REQUIREMENT
Give the number of lines in the records below that contain the word "crates", and nothing more.

RECORD SET
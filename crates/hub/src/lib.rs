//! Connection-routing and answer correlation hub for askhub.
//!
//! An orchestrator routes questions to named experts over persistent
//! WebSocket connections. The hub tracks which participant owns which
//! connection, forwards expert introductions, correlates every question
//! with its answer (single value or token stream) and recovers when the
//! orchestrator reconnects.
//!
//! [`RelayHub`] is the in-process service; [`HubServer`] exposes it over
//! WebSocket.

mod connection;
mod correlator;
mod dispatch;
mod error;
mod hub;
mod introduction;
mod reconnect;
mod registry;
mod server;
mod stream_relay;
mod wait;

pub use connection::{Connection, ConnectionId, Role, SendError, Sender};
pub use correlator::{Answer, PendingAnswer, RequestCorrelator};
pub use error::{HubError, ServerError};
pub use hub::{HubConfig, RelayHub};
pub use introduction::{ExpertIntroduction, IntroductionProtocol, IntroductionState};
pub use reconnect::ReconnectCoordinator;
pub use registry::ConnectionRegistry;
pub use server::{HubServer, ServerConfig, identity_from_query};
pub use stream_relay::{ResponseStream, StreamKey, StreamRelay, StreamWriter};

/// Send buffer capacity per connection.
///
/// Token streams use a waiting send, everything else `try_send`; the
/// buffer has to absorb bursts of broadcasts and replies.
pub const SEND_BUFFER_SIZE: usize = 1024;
---
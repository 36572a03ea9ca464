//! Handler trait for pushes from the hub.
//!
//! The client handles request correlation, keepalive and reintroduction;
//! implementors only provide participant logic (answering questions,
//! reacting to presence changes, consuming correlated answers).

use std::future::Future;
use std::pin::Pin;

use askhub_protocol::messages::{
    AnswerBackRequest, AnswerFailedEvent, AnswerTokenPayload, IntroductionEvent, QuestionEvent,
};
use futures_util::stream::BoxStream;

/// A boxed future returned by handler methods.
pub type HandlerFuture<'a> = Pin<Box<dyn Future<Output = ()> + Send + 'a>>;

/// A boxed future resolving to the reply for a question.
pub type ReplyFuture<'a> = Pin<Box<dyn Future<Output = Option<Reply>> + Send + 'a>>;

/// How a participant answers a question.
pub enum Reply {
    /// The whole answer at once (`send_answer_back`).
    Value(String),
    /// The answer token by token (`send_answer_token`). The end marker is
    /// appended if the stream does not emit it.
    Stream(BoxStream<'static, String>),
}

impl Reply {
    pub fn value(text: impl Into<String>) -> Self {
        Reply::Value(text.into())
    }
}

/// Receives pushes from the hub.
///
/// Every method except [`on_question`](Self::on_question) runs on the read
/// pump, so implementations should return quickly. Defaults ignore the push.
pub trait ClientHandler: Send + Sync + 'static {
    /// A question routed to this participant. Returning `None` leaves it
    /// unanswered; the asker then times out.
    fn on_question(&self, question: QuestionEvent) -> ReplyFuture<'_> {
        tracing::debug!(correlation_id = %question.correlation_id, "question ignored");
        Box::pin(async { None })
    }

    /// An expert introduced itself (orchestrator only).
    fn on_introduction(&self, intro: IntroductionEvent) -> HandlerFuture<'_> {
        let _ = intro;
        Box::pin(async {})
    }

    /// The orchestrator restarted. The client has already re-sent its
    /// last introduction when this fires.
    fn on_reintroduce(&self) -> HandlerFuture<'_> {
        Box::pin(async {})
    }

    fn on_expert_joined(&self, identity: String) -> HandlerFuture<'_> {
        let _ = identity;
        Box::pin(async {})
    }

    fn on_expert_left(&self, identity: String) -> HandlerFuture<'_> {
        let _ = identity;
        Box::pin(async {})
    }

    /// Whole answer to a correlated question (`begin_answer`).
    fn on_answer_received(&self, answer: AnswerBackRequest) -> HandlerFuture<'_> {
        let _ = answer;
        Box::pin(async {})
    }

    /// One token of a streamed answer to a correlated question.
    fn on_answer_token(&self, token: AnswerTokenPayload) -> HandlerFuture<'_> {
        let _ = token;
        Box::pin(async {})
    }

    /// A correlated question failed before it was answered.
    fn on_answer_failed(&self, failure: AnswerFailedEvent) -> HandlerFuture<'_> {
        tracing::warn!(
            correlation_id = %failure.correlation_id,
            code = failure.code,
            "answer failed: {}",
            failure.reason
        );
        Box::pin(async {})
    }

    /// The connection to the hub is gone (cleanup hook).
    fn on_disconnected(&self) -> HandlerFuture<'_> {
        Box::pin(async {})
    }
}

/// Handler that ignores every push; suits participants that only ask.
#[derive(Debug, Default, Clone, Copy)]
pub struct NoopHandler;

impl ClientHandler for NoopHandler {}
---
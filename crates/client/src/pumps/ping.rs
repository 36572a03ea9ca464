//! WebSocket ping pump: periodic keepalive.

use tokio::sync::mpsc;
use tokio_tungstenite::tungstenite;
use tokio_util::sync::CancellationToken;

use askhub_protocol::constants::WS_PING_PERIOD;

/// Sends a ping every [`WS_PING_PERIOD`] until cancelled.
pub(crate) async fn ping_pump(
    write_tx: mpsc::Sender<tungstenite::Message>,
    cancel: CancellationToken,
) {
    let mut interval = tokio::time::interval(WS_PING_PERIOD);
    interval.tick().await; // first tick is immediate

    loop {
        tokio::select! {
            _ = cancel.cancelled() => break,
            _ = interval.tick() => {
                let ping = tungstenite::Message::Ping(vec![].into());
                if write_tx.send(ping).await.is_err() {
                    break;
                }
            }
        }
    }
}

WRITTEN SOLUTION
2